3:21 p.m.: About 25 protesters have unrolled sleeping bags in front of a line of State Police troopers and officers mounted on horses on the side of the Romney Building. They are chanting: “Nobody in, nobody out!” to try and block Gov. Rick Snyder from leaving the building.
Mchigan State Police have confirmed two arrests of protesters for resisting arrest and obstruction of justice outside of the Romney Building.
Significant crowds moved across Capitol Avenue to the Romney Building over an hour ago and police in riot gear responded by forming barricades around the building. There was a short period of time when police forced protesters north down Capitol toward the Capitol and Michigan Avenue intersection.
The Rev. Jesse Jackson and Lansing Mayor Virg Bernero were able to enter the building to ask security to de-escalate the rising tension outside. They emerged about 10 minutes after entering after being unable to speak to anyone.
Meanwhile, the sit-in at the Captiol rotunda has cleared out.
2:20 p.m.: At least two arrests have taken place in front of the Romney Building and several protesters have been maced since the House approved the second Right to Work bill nearly an hour ago.
A Michigan State Police spokesman said two men tried to rush into the building past troopers. Riot police have moved inside the Romney building to keep protesters out.
Gov. Rick Snyder’s office is on the second floor of the Romney Building, which is directly across the street from the Capitol.
1:35 p.m.: The House has passed Right to Work bills for public and private sector employees. After approval of the measures last week in the Senate, the bills now head to Gov. Rick Snyder for his signature.
12:35 p.m.: Sit-ins are taking place inside the Romney Building and in the Capitol rotunda. The House has passed HB 4003 — Right to Work for public employees — and has started discussion on SB 116 — Right to Work for private employees.
Both bills will go to Gov. Rick Snyder for approval after the House passes them. The Senate approved both bills on Thursday.
Out on the Capitol lawn, we’re hearing reports of protesters getting maced by State Police troopers.
Lansing Mayor Virg Bernero, Senate Minority Leader Gretchen Whitmer, D-Lansing, and the Rev. Jesse Jackson are attempting to fire up the crowd.
11:40 a.m.: Protesters are getting restless outside of the Capitol Building as State Police troopers try to clear out the area where an Americans for Prosperity tent was torn down by Right to Work opponents.
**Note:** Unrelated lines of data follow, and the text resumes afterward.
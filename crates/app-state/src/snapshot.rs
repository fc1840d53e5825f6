//! Serializable document snapshot for undo/redo.
//!
//! `Snapshot` is a deep, independent copy of a `Document` minus the transient
//! selection and hover state. It is what the `HistoryManager` keeps on its
//! stacks and what an external persistence layer would write out.

use serde::{Deserialize, Serialize};

use pc_common::{Cell, CollageResult, LayoutType, Photo, TextOverlay};

use crate::state::Document;

/// A history-eligible copy of a document.
///
/// Owns its collections outright; nothing is shared with the live document.
#[derive(Clone, Debug, PartialEq, Serialize, Deserialize)]
#[serde(rename_all = "camelCase")]
pub struct Snapshot {
    pub paper_id: String,
    pub canvas_width: u32,
    pub canvas_height: u32,
    pub layout_type: LayoutType,
    pub grid_template: Option<String>,
    #[serde(rename = "spacingMM")]
    pub spacing_mm: f64,
    #[serde(rename = "outerPaddingMM")]
    pub outer_padding_mm: f64,
    #[serde(rename = "borderRadiusMM")]
    pub border_radius_mm: f64,
    pub background_color: String,
    pub photos: Vec<Photo>,
    pub text_overlays: Vec<TextOverlay>,
    pub cells: Vec<Cell>,
}

impl Snapshot {
    /// Capture a snapshot from the live document.
    pub fn capture(doc: &Document) -> Self {
        Self {
            paper_id: doc.paper_id.clone(),
            canvas_width: doc.canvas_width,
            canvas_height: doc.canvas_height,
            layout_type: doc.layout_type,
            grid_template: doc.grid_template.clone(),
            spacing_mm: doc.spacing_mm,
            outer_padding_mm: doc.outer_padding_mm,
            border_radius_mm: doc.border_radius_mm,
            background_color: doc.background_color.clone(),
            photos: doc.photos.clone(),
            text_overlays: doc.text_overlays.clone(),
            cells: doc.cells.clone(),
        }
    }

    /// Build a fresh live document from this snapshot, with selection and
    /// hover cleared. The snapshot itself is left untouched.
    pub fn to_document(&self) -> Document {
        let doc = Document {
            paper_id: self.paper_id.clone(),
            canvas_width: self.canvas_width,
            canvas_height: self.canvas_height,
            layout_type: self.layout_type,
            grid_template: self.grid_template.clone(),
            spacing_mm: self.spacing_mm,
            outer_padding_mm: self.outer_padding_mm,
            border_radius_mm: self.border_radius_mm,
            background_color: self.background_color.clone(),
            photos: self.photos.clone(),
            text_overlays: self.text_overlays.clone(),
            cells: self.cells.clone(),
            selected_cell_id: None,
            hovered_cell_id: None,
        };

        tracing::debug!(
            photos = doc.photos.len(),
            cells = doc.cells.len(),
            overlays = doc.text_overlays.len(),
            "Snapshot restored"
        );
        doc
    }

    pub fn to_json(&self) -> CollageResult<String> {
        Ok(serde_json::to_string(self)?)
    }

    pub fn from_json(json: &str) -> CollageResult<Self> {
        Ok(serde_json::from_str(json)?)
    }
}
AFP supports the legislation.
About five troopers are mounted on horseback and about 30 other officers on foot are trying to clear the area where the tent was torn down.
11:24 a.m.: Correction: The House has not passed a Right to Work bill yet, as the legislation is still being discussed.
10:54 a.m.: The House passes HB 4003, Right to Work legislation for public employees.
Outside, protesters begin march around the Capitol grounds with chants of, "Don't sign the bill!" and "Liar!"
10:10 a.m.: Inside the Capitol, the upper floors where the House and Senate hold session are at capacity and the Michigan State Police aren’t allowing anymore people upstairs based on an order by the fire marshal.
State troopers are conducting foot traffic inside, leading people around within the building and not allowing crowds to build up on the steps.
The atmosphere is energetic and peaceful, with no incidents to report at this time. The chanting hasn’t stopped for well over a half-hour. One protesters was overheard telling a state trooper: “It’s a good day to be a speeder” out on the roads.
Outside, House Minority Leader Richard Hammel, D-Flushing, addressed a crowd in front of City Hall. “Don’t let this be the last day of the fight,” he said.
Rep. Tim Greimel, D-Auburn Hills, joined Hammel. “The governor campaigned as a moderate, but now we see his true colors with this assault on the middle class.”
The mood outside reflects one of optimism that today is the first in what could be a lengthy battle to prevent Right to Work becoming a reality in Michigan.
9:25 a.m.: Several thousand protesters have already arrived at the Capitol, chanting “One-Term-Nerd” and “What’s disgusting? Union busting!”
The Capitol lawn, the area in front of City Hall and the Capitol steps are packed with people. Still more are flooding onto the Capitol grounds from the Lansing Center.
A speaker from We Are Michigan, which organized the march from the Lansing Center, said fire marshals plan to allow 2,000 people into the Capitol today for safety reasons. There have been reports of State Police troopers carrying canisters of tear gas and mace. East Lansing Police are also on hand.
Tuesday, Dec. 11 — Thousands were gathered inside the Lansing Center by 8 a.m. this morning to organize for a march to the Capitol by 9 to protest pending Right to Work legislation.
Protesters from throughout the state and region have descended upon the Capitol today to protest a Right to Work law, which was rushed through the Republican-led Legislature last week with a promise to be signed by Gov. Rick Snyder today.
Before 9 a.m., members from the UAW and other union organizations were on the east side of the Capitol with signs that read, "Snyder Lied!!!!" and "Right to Work, Wrong for Michigan!"